# Exercise:
For the data below, report how many lines include the word "Debug", and write nothing else.

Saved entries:
....................
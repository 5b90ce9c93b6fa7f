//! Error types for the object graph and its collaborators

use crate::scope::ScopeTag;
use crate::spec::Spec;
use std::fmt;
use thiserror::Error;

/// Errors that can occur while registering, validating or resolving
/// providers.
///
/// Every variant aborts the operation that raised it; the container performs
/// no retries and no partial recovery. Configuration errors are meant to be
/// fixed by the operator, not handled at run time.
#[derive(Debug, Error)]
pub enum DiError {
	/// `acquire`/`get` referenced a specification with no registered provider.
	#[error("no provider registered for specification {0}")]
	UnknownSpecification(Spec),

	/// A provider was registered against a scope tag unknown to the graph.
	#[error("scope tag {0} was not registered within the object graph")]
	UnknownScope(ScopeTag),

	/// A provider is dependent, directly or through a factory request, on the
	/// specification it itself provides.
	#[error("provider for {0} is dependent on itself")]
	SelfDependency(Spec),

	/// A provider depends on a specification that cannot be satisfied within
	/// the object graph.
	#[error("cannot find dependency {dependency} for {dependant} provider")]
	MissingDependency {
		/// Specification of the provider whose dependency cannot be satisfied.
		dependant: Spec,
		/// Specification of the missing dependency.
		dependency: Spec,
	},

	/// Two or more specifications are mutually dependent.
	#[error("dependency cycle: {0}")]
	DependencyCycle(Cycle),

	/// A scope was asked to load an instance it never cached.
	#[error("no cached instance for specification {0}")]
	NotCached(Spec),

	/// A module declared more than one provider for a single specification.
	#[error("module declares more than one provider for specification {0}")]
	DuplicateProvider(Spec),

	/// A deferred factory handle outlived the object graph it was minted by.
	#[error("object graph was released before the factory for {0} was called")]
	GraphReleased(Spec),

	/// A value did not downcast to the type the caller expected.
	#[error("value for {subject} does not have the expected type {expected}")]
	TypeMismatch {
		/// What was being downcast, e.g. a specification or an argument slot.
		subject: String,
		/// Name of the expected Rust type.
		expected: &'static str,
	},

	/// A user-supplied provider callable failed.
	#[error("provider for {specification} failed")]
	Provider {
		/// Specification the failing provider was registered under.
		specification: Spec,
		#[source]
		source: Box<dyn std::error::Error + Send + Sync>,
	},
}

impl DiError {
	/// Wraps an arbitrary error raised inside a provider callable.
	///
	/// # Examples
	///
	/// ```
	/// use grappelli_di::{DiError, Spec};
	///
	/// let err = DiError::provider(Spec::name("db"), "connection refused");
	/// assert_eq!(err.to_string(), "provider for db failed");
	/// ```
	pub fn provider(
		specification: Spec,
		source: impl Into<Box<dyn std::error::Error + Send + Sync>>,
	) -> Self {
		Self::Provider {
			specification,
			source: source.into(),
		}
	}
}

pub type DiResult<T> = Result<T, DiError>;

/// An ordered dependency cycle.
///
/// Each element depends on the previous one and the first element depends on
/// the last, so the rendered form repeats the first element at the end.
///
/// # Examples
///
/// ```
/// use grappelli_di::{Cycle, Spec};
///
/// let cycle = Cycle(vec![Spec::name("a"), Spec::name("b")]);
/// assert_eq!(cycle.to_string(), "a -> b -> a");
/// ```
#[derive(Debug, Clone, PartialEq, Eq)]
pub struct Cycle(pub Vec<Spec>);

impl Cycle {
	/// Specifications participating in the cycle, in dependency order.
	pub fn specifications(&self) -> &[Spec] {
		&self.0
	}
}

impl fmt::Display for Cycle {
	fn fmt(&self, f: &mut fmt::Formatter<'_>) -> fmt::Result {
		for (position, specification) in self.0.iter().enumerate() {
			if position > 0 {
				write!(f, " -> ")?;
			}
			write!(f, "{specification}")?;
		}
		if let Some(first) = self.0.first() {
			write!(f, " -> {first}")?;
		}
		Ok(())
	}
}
....................
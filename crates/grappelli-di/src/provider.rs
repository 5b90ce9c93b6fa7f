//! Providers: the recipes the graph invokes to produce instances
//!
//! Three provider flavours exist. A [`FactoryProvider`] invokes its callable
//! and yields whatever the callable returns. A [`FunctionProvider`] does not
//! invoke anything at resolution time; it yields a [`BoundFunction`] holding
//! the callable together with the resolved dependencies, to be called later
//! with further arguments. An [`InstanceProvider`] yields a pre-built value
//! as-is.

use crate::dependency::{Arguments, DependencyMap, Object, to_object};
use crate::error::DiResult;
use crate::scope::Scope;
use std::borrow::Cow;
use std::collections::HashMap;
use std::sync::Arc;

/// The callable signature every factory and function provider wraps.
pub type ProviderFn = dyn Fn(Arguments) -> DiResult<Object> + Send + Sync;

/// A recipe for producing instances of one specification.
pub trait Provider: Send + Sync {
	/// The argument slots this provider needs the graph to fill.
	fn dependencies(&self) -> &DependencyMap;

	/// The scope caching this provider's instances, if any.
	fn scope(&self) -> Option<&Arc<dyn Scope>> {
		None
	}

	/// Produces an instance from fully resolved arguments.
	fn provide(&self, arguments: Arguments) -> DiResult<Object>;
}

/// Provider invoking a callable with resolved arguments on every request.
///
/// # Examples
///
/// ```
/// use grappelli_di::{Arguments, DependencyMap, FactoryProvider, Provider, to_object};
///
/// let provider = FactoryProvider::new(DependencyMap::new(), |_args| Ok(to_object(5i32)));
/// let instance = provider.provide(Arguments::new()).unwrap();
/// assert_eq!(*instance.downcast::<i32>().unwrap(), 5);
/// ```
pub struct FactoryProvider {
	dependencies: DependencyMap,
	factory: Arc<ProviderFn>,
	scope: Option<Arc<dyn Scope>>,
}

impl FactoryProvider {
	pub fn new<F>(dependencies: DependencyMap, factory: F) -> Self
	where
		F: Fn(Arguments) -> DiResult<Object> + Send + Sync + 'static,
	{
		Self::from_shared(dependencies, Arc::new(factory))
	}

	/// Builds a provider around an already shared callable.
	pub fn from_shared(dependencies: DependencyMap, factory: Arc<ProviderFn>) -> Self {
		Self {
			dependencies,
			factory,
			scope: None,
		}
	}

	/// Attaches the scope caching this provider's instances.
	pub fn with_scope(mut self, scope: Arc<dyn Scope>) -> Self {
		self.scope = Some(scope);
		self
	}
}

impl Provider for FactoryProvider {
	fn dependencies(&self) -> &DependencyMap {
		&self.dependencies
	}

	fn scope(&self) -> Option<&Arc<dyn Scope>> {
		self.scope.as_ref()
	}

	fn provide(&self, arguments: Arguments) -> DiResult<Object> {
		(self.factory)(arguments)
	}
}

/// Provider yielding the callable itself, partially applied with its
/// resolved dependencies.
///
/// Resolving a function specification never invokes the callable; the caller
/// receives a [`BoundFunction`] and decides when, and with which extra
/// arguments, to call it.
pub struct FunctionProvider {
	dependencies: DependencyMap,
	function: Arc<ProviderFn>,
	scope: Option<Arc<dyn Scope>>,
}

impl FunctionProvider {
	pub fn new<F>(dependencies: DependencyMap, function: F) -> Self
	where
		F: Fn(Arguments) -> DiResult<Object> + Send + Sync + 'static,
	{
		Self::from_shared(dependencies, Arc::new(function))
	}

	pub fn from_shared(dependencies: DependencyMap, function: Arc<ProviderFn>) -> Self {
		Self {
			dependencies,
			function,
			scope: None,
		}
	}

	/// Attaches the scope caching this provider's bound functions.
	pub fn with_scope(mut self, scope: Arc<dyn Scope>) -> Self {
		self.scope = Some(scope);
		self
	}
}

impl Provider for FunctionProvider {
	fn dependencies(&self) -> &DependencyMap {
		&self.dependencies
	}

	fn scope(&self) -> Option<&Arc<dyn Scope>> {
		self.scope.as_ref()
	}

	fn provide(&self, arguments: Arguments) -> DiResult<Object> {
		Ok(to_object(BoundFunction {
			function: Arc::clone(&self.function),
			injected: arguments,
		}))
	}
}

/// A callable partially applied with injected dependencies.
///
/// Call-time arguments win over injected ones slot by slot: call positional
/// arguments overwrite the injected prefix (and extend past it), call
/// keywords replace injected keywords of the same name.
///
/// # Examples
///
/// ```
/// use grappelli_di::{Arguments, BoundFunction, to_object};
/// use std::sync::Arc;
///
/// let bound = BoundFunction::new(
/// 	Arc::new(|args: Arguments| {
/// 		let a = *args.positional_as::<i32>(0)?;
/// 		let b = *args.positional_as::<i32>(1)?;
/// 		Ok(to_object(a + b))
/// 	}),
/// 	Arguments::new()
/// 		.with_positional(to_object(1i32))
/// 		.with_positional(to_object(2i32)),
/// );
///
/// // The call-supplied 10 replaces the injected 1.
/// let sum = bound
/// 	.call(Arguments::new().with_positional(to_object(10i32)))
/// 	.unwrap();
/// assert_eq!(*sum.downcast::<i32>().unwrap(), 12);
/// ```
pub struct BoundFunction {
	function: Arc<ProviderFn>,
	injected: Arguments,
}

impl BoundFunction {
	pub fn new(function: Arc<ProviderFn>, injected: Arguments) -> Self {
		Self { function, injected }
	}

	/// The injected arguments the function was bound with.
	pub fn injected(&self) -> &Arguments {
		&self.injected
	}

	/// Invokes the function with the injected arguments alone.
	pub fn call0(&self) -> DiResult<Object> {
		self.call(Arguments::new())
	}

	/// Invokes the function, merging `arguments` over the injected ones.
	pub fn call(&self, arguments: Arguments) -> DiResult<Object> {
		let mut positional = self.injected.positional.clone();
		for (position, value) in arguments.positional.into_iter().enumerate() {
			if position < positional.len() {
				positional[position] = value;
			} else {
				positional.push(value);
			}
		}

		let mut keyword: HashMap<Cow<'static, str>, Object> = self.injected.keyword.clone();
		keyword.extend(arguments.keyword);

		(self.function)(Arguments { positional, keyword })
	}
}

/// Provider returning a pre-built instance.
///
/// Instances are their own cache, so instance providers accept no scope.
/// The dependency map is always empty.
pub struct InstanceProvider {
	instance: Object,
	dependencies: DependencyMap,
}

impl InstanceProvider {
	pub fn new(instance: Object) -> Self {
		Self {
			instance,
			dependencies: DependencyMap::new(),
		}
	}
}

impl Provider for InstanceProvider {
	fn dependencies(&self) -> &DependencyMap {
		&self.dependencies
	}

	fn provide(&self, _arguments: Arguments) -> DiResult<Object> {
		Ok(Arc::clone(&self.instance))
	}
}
....................
# Written answer:
2